» **What to produce**:
Gather all lines in the entries below that include the word "return".

+===+

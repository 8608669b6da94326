//! MJPEG relay server example
//!
//! Run with: cargo run --example relay_server [OPTIONS] NAME=URL [NAME=URL ...]
//!
//! Examples:
//!   cargo run --example relay_server front=http://192.168.1.20/video.mjpg
//!   cargo run --example relay_server --on-demand --bind 127.0.0.1:8081 lab=http://cam.local/mjpg
//!
//! ## Viewing
//!
//! Single image:        http://localhost:8080/streams/front.jpeg
//! Stream at 5 fps:     http://localhost:8080/streams/front.mjpg?fr=5
//! Buffered stream:     http://localhost:8080/streams/front.bjpg?wait=10
//! Last frame:          http://localhost:8080/streams/front.last
//! Half size, stamped:  http://localhost:8080/streams/front.mjpg?size=320x240,keepRatio&ts
//! Pull over WebSocket: ws://localhost:8080/streams/front.ws (send `p` per frame)
//!
//! Set `RUST_LOG=mjpeg_relay=debug` for per-session logging.

use std::net::SocketAddr;
use std::time::Duration;

use mjpeg_relay::{RelayServer, ServerConfig, StreamConfig};

struct Args {
    bind_addr: SocketAddr,
    on_demand: bool,
    streams: Vec<(String, String)>,
}

/// Parse bind address, accepting "localhost" for 127.0.0.1
fn parse_bind_addr(arg: &str) -> Result<SocketAddr, String> {
    const DEFAULT_PORT: u16 = 8080;

    let normalized = arg.replace("localhost", "127.0.0.1");

    if let Ok(addr) = normalized.parse::<SocketAddr>() {
        return Ok(addr);
    }

    if let Ok(ip) = normalized.parse::<std::net::IpAddr>() {
        return Ok(SocketAddr::new(ip, DEFAULT_PORT));
    }

    Err(format!(
        "Invalid bind address: '{}'. Expected format: IP:PORT or IP or 'localhost'",
        arg
    ))
}

fn parse_args() -> Result<Args, String> {
    let mut args = Args {
        bind_addr: SocketAddr::from(([0, 0, 0, 0], 8080)),
        on_demand: false,
        streams: Vec::new(),
    };

    let mut iter = std::env::args().skip(1);
    while let Some(arg) = iter.next() {
        match arg.as_str() {
            "--bind" | "-b" => {
                let value = iter.next().ok_or("--bind needs an address")?;
                args.bind_addr = parse_bind_addr(&value)?;
            }
            "--on-demand" => args.on_demand = true,
            _ => match arg.split_once('=') {
                Some((name, url)) => args.streams.push((name.to_string(), url.to_string())),
                None => return Err(format!("Expected NAME=URL, got '{}'", arg)),
            },
        }
    }

    if args.streams.is_empty() {
        return Err("At least one NAME=URL stream is required".to_string());
    }

    Ok(args)
}

fn print_usage() {
    eprintln!("Usage: relay_server [OPTIONS] NAME=URL [NAME=URL ...]");
    eprintln!();
    eprintln!("Options:");
    eprintln!("  -b, --bind ADDR    Address to bind to (default: 0.0.0.0:8080)");
    eprintln!("  --on-demand        Only connect to cameras while someone is watching");
    eprintln!();
    eprintln!("Examples:");
    eprintln!("  relay_server front=http://192.168.1.20/video.mjpg");
    eprintln!("  relay_server --bind localhost:8081 lab=http://cam.local/mjpg");
}

#[tokio::main]
async fn main() -> Result<(), Box<dyn std::error::Error>> {
    if std::env::args().any(|a| a == "--help" || a == "-h") {
        print_usage();
        return Ok(());
    }

    let args = match parse_args() {
        Ok(args) => args,
        Err(e) => {
            eprintln!("Error: {}", e);
            eprintln!();
            print_usage();
            std::process::exit(1);
        }
    };

    // Initialize logging
    tracing_subscriber::fmt()
        .with_env_filter(
            tracing_subscriber::EnvFilter::from_default_env()
                .add_directive("mjpeg_relay=info".parse()?)
                .add_directive("relay_server=info".parse()?),
        )
        .init();

    let mut streams = Vec::with_capacity(args.streams.len());
    for (name, url) in &args.streams {
        let config = StreamConfig::builder(name.as_str(), url.as_str())
            .on_demand(args.on_demand)
            .connect_timeout(Duration::from_secs(2))
            .build()?;
        streams.push(config);
    }

    let config = ServerConfig::default().bind(args.bind_addr);

    println!("Starting MJPEG relay on {}", config.bind_addr);
    for (name, url) in &args.streams {
        println!("  {} <- {}", name, url);
        println!("     http://{}{}{}.mjpg", config.bind_addr, config.path_prefix, name);
    }
    println!();

    let server = RelayServer::from_streams(config, streams).await?;

    server
        .run_until(async {
            if tokio::signal::ctrl_c().await.is_ok() {
                println!("\nShutting down...");
            }
        })
        .await?;

    for stats in server.registry().stats().await {
        println!(
            "{}: {} frames, {} discarded, {} bytes",
            stats.name, stats.frames_published, stats.frames_discarded, stats.bytes_received
        );
    }

    Ok(())
}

+===+

» **Written reply**:
        return Ok(addr);
        return Ok(SocketAddr::new(ip, DEFAULT_PORT));
                None => return Err(format!("Expected NAME=URL, got '{}'", arg)),
        return Err("At least one NAME=URL stream is required".to_string());
        return Ok(());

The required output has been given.